▶ [Dataset entries]:
.....

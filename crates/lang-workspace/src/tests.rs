//! Workspace behavior: caching, invalidation, imports, cycles.

use crate::{Workspace, WorkspaceConfig};
use lang_diagnostics::Severity;
use lang_uri::path_to_uri;
use std::path::Path;

fn write_file(dir: &Path, name: &str, text: &str) -> String {
    let path = dir.join(name);
    std::fs::write(&path, text).unwrap();
    path_to_uri(&path).unwrap()
}

fn workspace_rooted(dir: &Path) -> Workspace {
    let workspace = Workspace::new();
    workspace.configure(WorkspaceConfig {
        root_path: Some(dir.to_path_buf()),
        include_paths: Vec::new(),
        eager_reanalyze: false,
    });
    workspace
}

#[test]
fn open_analyzes_and_caches() {
    let workspace = Workspace::new();
    let result = workspace.open_document("file:///mem/a.lang", "int x = 1;".to_string(), 1);
    assert_eq!(result.version, 1);
    assert!(result.done);
    let again = workspace.analysis("file:///mem/a.lang").unwrap();
    assert!(std::sync::Arc::ptr_eq(&result, &again));
}

#[test]
fn change_invalidates_and_republishes() {
    let workspace = Workspace::new();
    workspace.open_document("file:///mem/a.lang", "int x = 1;".to_string(), 1);
    let updated = workspace
        .change_document("file:///mem/a.lang", "int x = \"oops\";".to_string(), 2)
        .unwrap();
    assert_eq!(updated.version, 2);
    assert!(!updated.diagnostics.is_empty());
    // Cache freshness: a query immediately after didChange sees v2.
    let query = workspace.analysis("file:///mem/a.lang").unwrap();
    assert_eq!(query.version, 2);
}

#[test]
fn stale_versions_are_dropped() {
    let workspace = Workspace::new();
    workspace.open_document("file:///mem/a.lang", "int x = 1;".to_string(), 5);
    assert!(workspace.change_document("file:///mem/a.lang", "bogus".to_string(), 4).is_none());
    let current = workspace.analysis("file:///mem/a.lang").unwrap();
    assert_eq!(current.version, 5);
    assert!(current.parse.diagnostics.is_empty());
}

#[test]
fn close_drops_cache_entry() {
    let workspace = Workspace::new();
    workspace.open_document("file:///mem/a.lang", "int x = 1;".to_string(), 1);
    workspace.close_document("file:///mem/a.lang");
    assert!(workspace.cached_analysis("file:///mem/a.lang").is_none());
    // Not on disk, so a fresh query cannot reload it.
    assert!(workspace.analysis("file:///mem/a.lang").is_none());
}

#[test]
fn import_resolves_relative_and_binds_exports() {
    let dir = tempfile::tempdir().unwrap();
    write_file(dir.path(), "util.lang", "export int add(int a, int b) { return a + b; }");
    let main_uri = write_file(dir.path(), "main.lang", "import { add } from \"./util\"; add(1, 2);");
    let workspace = workspace_rooted(dir.path());

    let result = workspace.analysis(&main_uri).unwrap();
    let errors: Vec<_> =
        result.diagnostics.iter().filter(|d| d.severity == Severity::Error).collect();
    assert!(errors.is_empty(), "{:?}", result.diagnostics);
    assert_eq!(result.imports.len(), 1);
    assert!(result.imports[0].ends_with("util.lang"));
}

#[test]
fn imported_symbol_keeps_origin() {
    let dir = tempfile::tempdir().unwrap();
    let util_uri =
        write_file(dir.path(), "util.lang", "export int add(int a, int b) { return a + b; }");
    let main_uri = write_file(dir.path(), "main.lang", "import { add } from \"./util\"; add(1, 2);");
    let workspace = workspace_rooted(dir.path());

    let result = workspace.analysis(&main_uri).unwrap();
    let (_, add) = result
        .symbols
        .symbols()
        .find(|(_, s)| s.name == "add")
        .expect("imported `add` not bound");
    assert_eq!(add.origin_uri.as_deref(), Some(util_uri.as_str()));
    // The defining span points at `add` in util.lang.
    let util_text = "export int add(int a, int b) { return a + b; }";
    assert_eq!(&util_text[add.defining_span.start..add.defining_span.end], "add");
}

#[test]
fn non_exported_symbols_are_invisible() {
    let dir = tempfile::tempdir().unwrap();
    write_file(dir.path(), "util.lang", "int hidden() { return 1; }");
    let main_uri =
        write_file(dir.path(), "main.lang", "import { hidden } from \"./util\"; hidden();");
    let workspace = workspace_rooted(dir.path());

    let result = workspace.analysis(&main_uri).unwrap();
    assert!(
        result.diagnostics.iter().any(|d| d.message.contains("does not export `hidden`")),
        "{:?}",
        result.diagnostics
    );
}

#[test]
fn wildcard_import_binds_module_symbol() {
    let dir = tempfile::tempdir().unwrap();
    write_file(dir.path(), "util.lang", "export int add(int a, int b) { return a + b; }");
    let main_uri = write_file(
        dir.path(),
        "main.lang",
        "import * as util from \"./util\"; int r = util.add(1, 2);",
    );
    let workspace = workspace_rooted(dir.path());

    let result = workspace.analysis(&main_uri).unwrap();
    let errors: Vec<_> =
        result.diagnostics.iter().filter(|d| d.severity == Severity::Error).collect();
    assert!(errors.is_empty(), "{:?}", result.diagnostics);
}

#[test]
fn unresolved_import_lists_searched_paths() {
    let dir = tempfile::tempdir().unwrap();
    let main_uri = write_file(dir.path(), "main.lang", "import { x } from \"nowhere/missing\";");
    let workspace = workspace_rooted(dir.path());

    let result = workspace.analysis(&main_uri).unwrap();
    let diag = result
        .diagnostics
        .iter()
        .find(|d| d.message.contains("cannot resolve import"))
        .expect("missing resolution diagnostic");
    let data = diag.data.as_ref().unwrap();
    assert!(data["searched"].as_array().is_some_and(|s| !s.is_empty()));
}

#[test]
fn circular_imports_terminate_with_warning() {
    let dir = tempfile::tempdir().unwrap();
    let a_uri = write_file(dir.path(), "a.lang", "import { b } from \"./b\"; export int a = 1;");
    let b_uri = write_file(dir.path(), "b.lang", "import { a } from \"./a\"; export int b = 2;");
    let workspace = workspace_rooted(dir.path());

    // Bounded time is implied by the test finishing at all.
    let a_result = workspace.analysis(&a_uri).unwrap();
    let b_result = workspace.analysis(&b_uri).unwrap();
    assert!(a_result.done);
    assert!(b_result.done);

    let warned = a_result
        .diagnostics
        .iter()
        .chain(b_result.diagnostics.iter())
        .any(|d| d.severity == Severity::Warning && d.message.contains("circular import"));
    assert!(warned, "a: {:?}\nb: {:?}", a_result.diagnostics, b_result.diagnostics);
}

#[test]
fn import_from_include_path() {
    let dir = tempfile::tempdir().unwrap();
    let libs = dir.path().join("libs");
    std::fs::create_dir_all(&libs).unwrap();
    write_file(&libs, "shared.lang", "export int seven() { return 7; }");
    let main_uri = write_file(dir.path(), "main.lang", "import { seven } from \"shared\"; seven();");

    let workspace = Workspace::new();
    workspace.configure(WorkspaceConfig {
        root_path: Some(dir.path().join("src")),
        include_paths: vec![libs],
        eager_reanalyze: false,
    });

    let result = workspace.analysis(&main_uri).unwrap();
    let errors: Vec<_> =
        result.diagnostics.iter().filter(|d| d.severity == Severity::Error).collect();
    assert!(errors.is_empty(), "{:?}", result.diagnostics);
}

#[test]
fn dependents_are_tracked() {
    let dir = tempfile::tempdir().unwrap();
    let util_uri =
        write_file(dir.path(), "util.lang", "export int add(int a, int b) { return a + b; }");
    let main_uri = write_file(dir.path(), "main.lang", "import { add } from \"./util\"; add(1, 2);");
    let workspace = workspace_rooted(dir.path());

    workspace.analysis(&main_uri).unwrap();
    let dependents = workspace.dependents_of(&util_uri);
    assert_eq!(dependents, vec![lang_uri::uri_key(&main_uri)]);
}

#[test]
fn fresh_results_drain_for_publication() {
    let workspace = Workspace::new();
    workspace.open_document("file:///mem/a.lang", "int x = 1;".to_string(), 1);
    let fresh = workspace.drain_fresh_results();
    assert_eq!(fresh.len(), 1);
    assert!(workspace.drain_fresh_results().is_empty());
}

.....

▶ [Task details]: Set down verbatim only the lines between the start of the data above and the line with "fn write_file(dir: &Path, name: &str, text: &str)", both boundaries included.

▶ [Your solution]:
filename crates/lang-workspace/src/tests.rs
//! Workspace behavior: caching, invalidation, imports, cycles.

use crate::{Workspace, WorkspaceConfig};
use lang_diagnostics::Severity;
use lang_uri::path_to_uri;
use std::path::Path;

fn write_file(dir: &Path, name: &str, text: &str) -> String {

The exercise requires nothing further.